An example of not fighting, just became interesting.

    2 answers 2

    1) About sp_executesql

    Parameters that are set in sp_execsql are substituted into a dynamic query as constants. Those. SQL injection is not possible here. If in request

     SELECT * FROM T ORDER BY @param

    We substitute the value of the parameter with something like "(SELECT 1) DELETE FROM ImportantTable"

    then in the end we get the request:

     SELECT * FROM T ORDER BY '(SELECT 1) DELETE FROM ImportantTable'

    Those. innocuous sorting by a constant that the optimizer will throw out.

    2)

    As for the fact that you are allowed to send SQL code with a list of parameters. Then you just need to check with pens that there are no SQL injections there.

    In the case of sorting, you can safely manage, for example, with a set of optional parameters that will give the user of your procedure the necessary flexibility to sort the output.

    If for some reason you still accept some kind of SQL code as input, be ready to manually process it for unwanted actions.

      Can I transfer them safely here?

      It will be safe to pass in the procedure for sorting not SQL expressions, but certain column codes that already have table columns associated within the procedure (in the general case, expressions).

      In practice, it may look like this.

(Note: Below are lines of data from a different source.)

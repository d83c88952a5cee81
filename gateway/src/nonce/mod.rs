//! # Nonce Sequencing
//!
//! The one place concurrent requests for the custody account have to agree
//! on something. Two requests that walk away with the same nonce means one
//! of them silently replaces the other in the pool, so this module is
//! deliberately small and boring.
//!
//! A nonce is handed out as a [`NonceLease`]. The lease is *committed* once
//! the node has accepted the signed transaction. If it is dropped instead
//! (policy said no, signing failed, the node refused, the caller hung up)
//! the sequencer gets the nonce back and hands it to the next request.
//!
//! Two strategies:
//!
//! - [`ChainNonceSequencer`] asks the node for the pending nonce on every
//!   call and skips past nonces still in flight locally.
//! - [`LocalNonceCounter`] is seeded once from the node and counts in
//!   memory afterwards.
//!
//! Neither holds a lock across an `.await`.

pub mod chain;
pub mod local;

use std::fmt;

use alloy::primitives::Address;
use async_trait::async_trait;

use crate::chain::ChainError;

pub use chain::ChainNonceSequencer;
pub use local::LocalNonceCounter;

// ---------------------------------------------------------------------------
// Error Type
// ---------------------------------------------------------------------------

#[derive(Debug, thiserror::Error)]
pub enum NonceError {
    /// The node could not be asked. Never answered with a guess.
    #[error("nonce query failed: {0}")]
    Chain(#[from] ChainError),

    /// The local counter has no starting point for this account.
    #[error("nonce counter not seeded for {0}")]
    Unseeded(Address),

    #[error("nonce space exhausted for {0}")]
    Exhausted(Address),
}

// ---------------------------------------------------------------------------
// Lease
// ---------------------------------------------------------------------------

/// How a lease ended.
#[derive(Debug, Clone, Copy, PartialEq, Eq)]
pub enum Settlement {
    /// The transaction reached the node; the nonce is spent.
    Committed,
    /// Nothing was sent; the nonce may be reissued.
    Released,
}

type SettleFn = Box<dyn FnOnce(Settlement) + Send + Sync>;

/// A nonce reserved for one transaction. Released on drop unless committed.
pub struct NonceLease {
    account: Address,
    nonce: u64,
    settle: Option<SettleFn>,
}

impl NonceLease {
    pub(crate) fn new(
        account: Address,
        nonce: u64,
        settle: impl FnOnce(Settlement) + Send + Sync + 'static,
    ) -> Self {
        Self {
            account,
            nonce,
            settle: Some(Box::new(settle)),
        }
    }

    pub fn account(&self) -> Address {
        self.account
    }

    pub fn nonce(&self) -> u64 {
        self.nonce
    }

    /// Marks the nonce as spent.
    pub fn commit(mut self) {
        if let Some(settle) = self.settle.take() {
            settle(Settlement::Committed);
        }
    }
}

impl Drop for NonceLease {
    fn drop(&mut self) {
        if let Some(settle) = self.settle.take() {
            settle(Settlement::Released);
        }
    }
}

impl fmt::Debug for NonceLease {
    fn fmt(&self, f: &mut fmt::Formatter<'_>) -> fmt::Result {
        f.debug_struct("NonceLease")
            .field("account", &self.account)
            .field("nonce", &self.nonce)
            .field("settled", &self.settle.is_none())
            .finish()
    }
}

// ---------------------------------------------------------------------------
// Sequencer Trait
// ---------------------------------------------------------------------------

/// Issues per-account nonces. Concurrent calls for the same account never
/// hold the same unsettled nonce.
#[async_trait]
pub trait NonceSequencer: Send + Sync {
    async fn next(&self, account: Address) -> Result<NonceLease, NonceError>;
}

#[cfg(test)]
mod tests {
    use super::*;
    use std::sync::Arc;

    use parking_lot::Mutex;

    fn recording_lease(log: &Arc<Mutex<Vec<Settlement>>>) -> NonceLease {
        let log = log.clone();
        NonceLease::new(Address::ZERO, 7, move |s| log.lock().push(s))
    }

    #[test]
    fn drop_releases() {
        let log = Arc::new(Mutex::new(Vec::new()));
        drop(recording_lease(&log));
        assert_eq!(*log.lock(), vec![Settlement::Released]);
    }

    #[test]
    fn commit_settles_exactly_once() {
        let log = Arc::new(Mutex::new(Vec::new()));
        let lease = recording_lease(&log);
        assert_eq!(lease.nonce(), 7);
        lease.commit();
        assert_eq!(*log.lock(), vec![Settlement::Committed]);
    }
}
//! Scratch files holding decoded images for the notification daemon.

use std::fs;
use std::path::{Path, PathBuf};

use nanoid::nanoid;

use crate::DecodeError;

/// A decoded image staged on disk for one in-flight notification.
///
/// The file lives until the handle drops, so the caller decides the
/// deletion point by scoping the handle around the presentation call. The
/// file is removed exactly once, whatever the presentation outcome.
#[derive(Debug)]
pub struct ScratchImage {
    path: PathBuf,
}

impl ScratchImage {
    /// Write image bytes to a uniquely-named file under `dir`.
    ///
    /// The extension comes from sniffing the bytes, not from any wire
    /// field; unrecognizable data is rejected.
    pub fn write(bytes: &[u8], dir: &Path) -> Result<Self, DecodeError> {
        let format = image::guess_format(bytes)?;
        let ext = format.extensions_str().first().copied().unwrap_or("img");
        let path = dir.join(format!("mqtt2notif-{}.{ext}", nanoid!()));
        fs::write(&path, bytes)?;
        tracing::debug!(path = %path.display(), bytes = bytes.len(), "Staged notification image");
        Ok(Self { path })
    }

    pub fn path(&self) -> &Path {
        &self.path
    }
}

impl Drop for ScratchImage {
    fn drop(&mut self) {
        if let Err(e) = fs::remove_file(&self.path) {
            tracing::warn!(path = %self.path.display(), error = %e, "Could not remove scratch image");
        }
    }
}

#[cfg(test)]
mod tests {
    use super::*;
    use image::{DynamicImage, ImageFormat, RgbaImage};

    fn png_bytes() -> Vec<u8> {
        let img = DynamicImage::ImageRgba8(RgbaImage::new(4, 4));
        let mut out = Vec::new();
        img.write_to(&mut std::io::Cursor::new(&mut out), ImageFormat::Png)
            .unwrap();
        out
    }

    #[test]
    fn write_names_file_by_sniffed_format() {
        let img = ScratchImage::write(&png_bytes(), &std::env::temp_dir()).unwrap();
        assert!(img.path().exists());
        assert_eq!(img.path().extension().unwrap(), "png");
    }

    #[test]
    fn drop_removes_file() {
        let img = ScratchImage::write(&png_bytes(), &std::env::temp_dir()).unwrap();
        let path = img.path().to_path_buf();
        drop(img);
        assert!(!path.exists());
    }

    #[test]
    fn write_rejects_unrecognizable_bytes() {
        assert!(matches!(
            ScratchImage::write(b"definitely not an image", &std::env::temp_dir()),
            Err(DecodeError::Image(_))
        ));
    }
}
//! Urgency tier resolution.

/// Notification urgency tier, the notification daemon's native priority
/// concept.
#[derive(Debug, Clone, Copy, PartialEq, Eq)]
pub enum UrgencyTier {
    Low,
    Normal,
    Critical,
}

impl UrgencyTier {
    /// Resolve the tier from the wire fields.
    ///
    /// An explicit urgency string always takes precedence over the numeric
    /// importance level, even when unrecognized. With neither present the
    /// tier is Normal.
    pub fn resolve(urgency: Option<&str>, importance: Option<i64>) -> Self {
        if let Some(s) = urgency {
            return Self::from_urgency_str(s);
        }
        if let Some(level) = importance {
            return Self::from_importance(level);
        }
        Self::Normal
    }

    fn from_urgency_str(s: &str) -> Self {
        match s.to_ascii_lowercase().as_str() {
            "critical" | "high" => Self::Critical,
            "normal" => Self::Normal,
            "low" | "minimal" => Self::Low,
            _ => Self::Normal,
        }
    }

    fn from_importance(level: i64) -> Self {
        match level {
            4 | 5 => Self::Critical,
            3 => Self::Normal,
            0..=2 => Self::Low,
            _ => Self::Normal,
        }
    }
}

#[cfg(test)]
mod tests {
    use super::UrgencyTier;

    #[test]
    fn importance_table_matches() {
        let expected = [
            (0, UrgencyTier::Low),
            (1, UrgencyTier::Low),
            (2, UrgencyTier::Low),
            (3, UrgencyTier::Normal),
            (4, UrgencyTier::Critical),
            (5, UrgencyTier::Critical),
        ];
        for (level, tier) in expected {
            assert_eq!(
                UrgencyTier::resolve(None, Some(level)),
                tier,
                "importance {level}"
            );
        }
    }

    #[test]
    fn urgency_string_table_matches() {
        let expected = [
            ("critical", UrgencyTier::Critical),
            ("high", UrgencyTier::Critical),
            ("normal", UrgencyTier::Normal),
            ("low", UrgencyTier::Low),
            ("minimal", UrgencyTier::Low),
        ];
        for (s, tier) in expected {
            assert_eq!(UrgencyTier::resolve(Some(s), None), tier, "urgency {s}");
        }
    }

    #[test]
    fn urgency_string_overrides_importance() {
        assert_eq!(
            UrgencyTier::resolve(Some("low"), Some(5)),
            UrgencyTier::Low
        );
        assert_eq!(
            UrgencyTier::resolve(Some("critical"), Some(0)),
            UrgencyTier::Critical
        );
        // Even an unrecognized string wins and maps to Normal.
        assert_eq!(
            UrgencyTier::resolve(Some("whatever"), Some(5)),
            UrgencyTier::Normal
        );
    }

    #[test]
    fn urgency_string_is_case_insensitive() {
        assert_eq!(
            UrgencyTier::resolve(Some("HIGH"), None),
            UrgencyTier::Critical
        );
    }

    #[test]
    fn absent_or_out_of_range_defaults_to_normal() {
        assert_eq!(UrgencyTier::resolve(None, None), UrgencyTier::Normal);
        assert_eq!(UrgencyTier::resolve(None, Some(42)), UrgencyTier::Normal);
        assert_eq!(UrgencyTier::resolve(None, Some(-1)), UrgencyTier::Normal);
    }
}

      Suppose there is a table:

       create table dbo.Staff (id int, name varchar(20), groupNo int, skill int); insert into dbo.Staff values (1, 'Peter', 1, 30), (2, 'Ann', 1, 25), (3, 'Jim', 2, 20), (4, 'Steven', 2, 15), (5, 'Nicole', 3, 10);

      And the procedure should select data from it with the possibility of specifying various sorts:

       select name, groupNo, skill from dbo.Staff order by ... ;

      A table type is created to pass the column codes to the procedure:

       create type dbo.OrderList as table ( columnNo int not NULL primary key, columnCode varchar(100) not NULL unique, isDesc bit NULL default(0) );

      A procedure that retrieves data builds a dynamic query, substituting expressions corresponding to a specific column code:

       create procedure dbo.GetStaff ( @orderBy dbo.OrderList readonly ) as begin set nocount on; declare @sql nvarchar(max) = ' select s.name, s.groupNo, s.skill from dbo.Staff s '; declare @sqlOrderBy nvarchar(max); set @sqlOrderBy = stuff(( select ', ' + c.expr + iif(o.isDesc = 1, ' desc', '') from @orderBy o join (values ('Name', 's.name'), ('Group', 's.groupNo'), ('Skill', 's.skill') ) c(code, expr) on c.code = o.columnCode order by columnNo for xml path(''), type).value('text()[1]', 'nvarchar(max)'), 1, 2, ''); set @sql += isnull('order by ' + @sqlOrderBy + ';', ';'); exec sp_executesql @sql; end

      Then the procedure can be called by specifying one or more column codes to sort in the desired order, for example:

       declare @orderBy dbo.OrderList insert into @orderBy (columnNo, columnCode) values (1, 'Name') exec dbo.GetStaff @orderBy;

      or

       declare @orderBy dbo.OrderList insert into @orderBy values (1, 'Group', 0), (2, 'Skill', 1) exec dbo.GetStaff @orderBy;

      and even so

       exec dbo.GetStaff;

      Similarly, you can build a procedure for a dynamic set of columns not in order by , but for example in select , or both.